Sadly not, but the welcome from the smartly-clad trio of staff behind the reception desk was friendly enough; certainly it made up for the pretty glum welcome from some of the doormen, who looked more like nightclub bouncers, suspiciously asking why I was there.
Coming along Willow Street from the Old Street end of Shoreditch, it’s a wonder anyone would find the hotel anyway, tucked away as it is, and so discrete its signage at first glance. Stick a flagpole outside, wave it around a bit more; you’re one of the sleekest new hotels to open in London this year and you’re hidden on a street behind the more well-known (for now) Hoxton in Shoreditch. Announce it – give more of an “irasshaimase”.
But of course if you do approach the building from another angle however, you’ll see there are some very grand gestures, such as the cantilevered balconies of the seven best suites in the house.
They jut proudly and industriously out over a small garden and the courtyard of the restaurant – with Transformer-esque girders pointing out into the sky, the work of visionary architect Ron Arad, who sandwiched this 150-room hotel into its quiet Shoreditch spot. His firm may have left the project in 2013, with Ben Adams Architects admirably completing the project, but it’s those steel fingers that give it iconic status.
So cozily is the hotel tucked in, that from my bedroom window, I was looking into the homes and offices of locals and at a graffiti-covered wall – it doesn’t get more neighbourhood than that.
And given Shoreditch is a pretty low-rise place and the hotel is only five storeys high, if you feel clients would rather not look at that kind of view, get them into rooms on the Willow Street side (the Hoxton-facing one).
The hotel – and its super-cool Nobu restaurant – may have opened on July 1, but there is still more work to be done. There was an area of construction debris on the main street, and the “pocket garden” isn’t finished yet. Sitting at the pointy end of the hotel, the idea is that this green space will be a neighbourhood garden where both locals and guests will be able to sit and ponder the meaning of life. Or simply what to have for lunch.
The top floor of rooms isn’t ready yet either, nor is the spa. But they’ll be along soon – sooner than the very top, top floor, which will bring another achingly cool rooftop space to the capital and another dining outlet, hoped for readiness in 2018.
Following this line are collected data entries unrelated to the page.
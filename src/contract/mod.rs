//! Contract state model.
//!
//! A dMint contract lives in a single UTXO whose locking script carries a
//! pushed state prologue in front of a fixed bytecode tail. The state
//! advances by one height per successful mint and burns at `max_height`.

pub mod script;

use crate::algo::{Algorithm, Target};

pub const REF_LEN: usize = 36;

/// 36-byte identity: a txid plus a 4-byte little-endian output index.
pub type ContractRef = [u8; REF_LEN];

/// Build a reference from its txid and output index.
pub fn make_ref(txid: &[u8; 32], vout: u32) -> ContractRef {
    let mut r = [0u8; REF_LEN];
    r[..32].copy_from_slice(txid);
    r[32..].copy_from_slice(&vout.to_le_bytes());
    r
}

/// The UTXO currently carrying a piece of state.
#[derive(Debug, Clone, Copy, PartialEq, Eq)]
pub struct OutPoint {
    pub txid: [u8; 32],
    pub vout: u32,
}

impl OutPoint {
    pub fn new(txid: [u8; 32], vout: u32) -> Self {
        OutPoint { txid, vout }
    }
}

impl std::fmt::Display for OutPoint {
    fn fmt(&self, f: &mut std::fmt::Formatter<'_>) -> std::fmt::Result {
        let mut display = self.txid;
        display.reverse();
        write!(f, "{}:{}", hex::encode(display), self.vout)
    }
}

/// The state fields pushed in the script prologue.
#[derive(Debug, Clone, PartialEq, Eq)]
pub struct StateHeader {
    pub height: u64,
    pub contract_ref: ContractRef,
    pub token_ref: ContractRef,
    pub max_height: u64,
    pub reward: u64,
    pub target: Target,
    pub algorithm: Algorithm,
    /// v2 contracts: unix seconds of the previous mint.
    pub last_time: Option<u32>,
    /// v2 contracts: seconds per block the DAA aims for.
    pub target_time: Option<u64>,
}

impl StateHeader {
    /// Legacy contracts push no algorithm id and carry a 64-bit target.
    pub fn is_v1(&self) -> bool {
        self.algorithm == Algorithm::Sha256d
            && self.last_time.is_none()
            && self.target_time.is_none()
            && matches!(self.target, Target::Legacy(_))
    }

    pub fn validate(&self) -> Result<(), script::ScriptError> {
        if self.height > self.max_height {
            return Err(script::ScriptError::StateInvariant("height exceeds max height"));
        }
        if self.max_height == 0 {
            return Err(script::ScriptError::StateInvariant("max height must be positive"));
        }
        if self.reward == 0 {
            return Err(script::ScriptError::StateInvariant("reward must be positive"));
        }
        let target_ok = match self.target {
            Target::Legacy(t) => t > 0,
            Target::Full(t) => !t.is_zero(),
        };
        if !target_ok {
            return Err(script::ScriptError::StateInvariant("target must be positive"));
        }
        Ok(())
    }
}

/// A fully located contract state.
#[derive(Debug, Clone, PartialEq, Eq)]
pub struct ContractState {
    pub header: StateHeader,
    pub location: OutPoint,
    /// Annotation from a sibling message output, when present.
    pub message: Option<String>,
}

impl ContractState {
    pub fn new(header: StateHeader, location: OutPoint) -> Self {
        ContractState { header, location, message: None }
    }

    /// The contract burned once height reaches the cap.
    pub fn is_burned(&self) -> bool {
        self.header.height >= self.header.max_height
    }

    /// Heights left to mint, including the terminal one.
    pub fn remaining(&self) -> u64 {
        self.header.max_height.saturating_sub(self.header.height)
    }
}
The lobby – apparently a 100-seat lounge, but it feels smaller – has a feature wall of reclaimed tiles and ceramics sourced from around the UK and a small bar that’s open to 11pm. It’s nicely entered via a doorway of lush plants so you can start to channel the Zen, east-meets-west Nobu feeling straightaway.
The idea here is also to provide a social and working space for locals passing by – in keeping with the modus operandi of any new “lifestyle” hotel these days – who can order specialty cocktails and Nobu “bites” such as poke bowls and tacos.
For interiors, the hotel turned to Studio PCH for the Nobu restaurant, a team that has worked on countless Nobu projects worldwide, while east London practice Studio Mica have designed the lobby and rooms.
Being a prominent feature in Japanese architecture and design, there are plenty of natural wood tones everywhere, with bronze finished metal accents throughout and tactile, rich but discrete soft furnishings and materials. To reference the area’s artistic strength, Hackney based artist Sichi was commissioned to produce expressive art installations in each of the guestrooms, which add another level of Japanese cultural heritage.
The rooms are calm and soothing, with slate greys, atmospheric lighting and clever sliding panels at the windows instead of curtains.
A kimono was laid out on my bed at turndown and further Japanese touches include a lacquered “bento box” style TV cabinet in some of the rooms. But the TV in my studio suite was a giant creature that sat at the end of the bed and could be spun around 180 degrees, cleverly providing a division of sorts between the bed and the sofa.
The ceilings are highly polished concrete – maybe that’s why I couldn’t get a phone signal, but free WiFi made up for it – a style that of course fits with Shoreditch’s gritty industrial feel. Vertical slatted black doors merge with similarly covered walls to hide the closet and bathroom, which are on the small side in most rooms, although some signature suites do have standalone bathtubs in the bedroom.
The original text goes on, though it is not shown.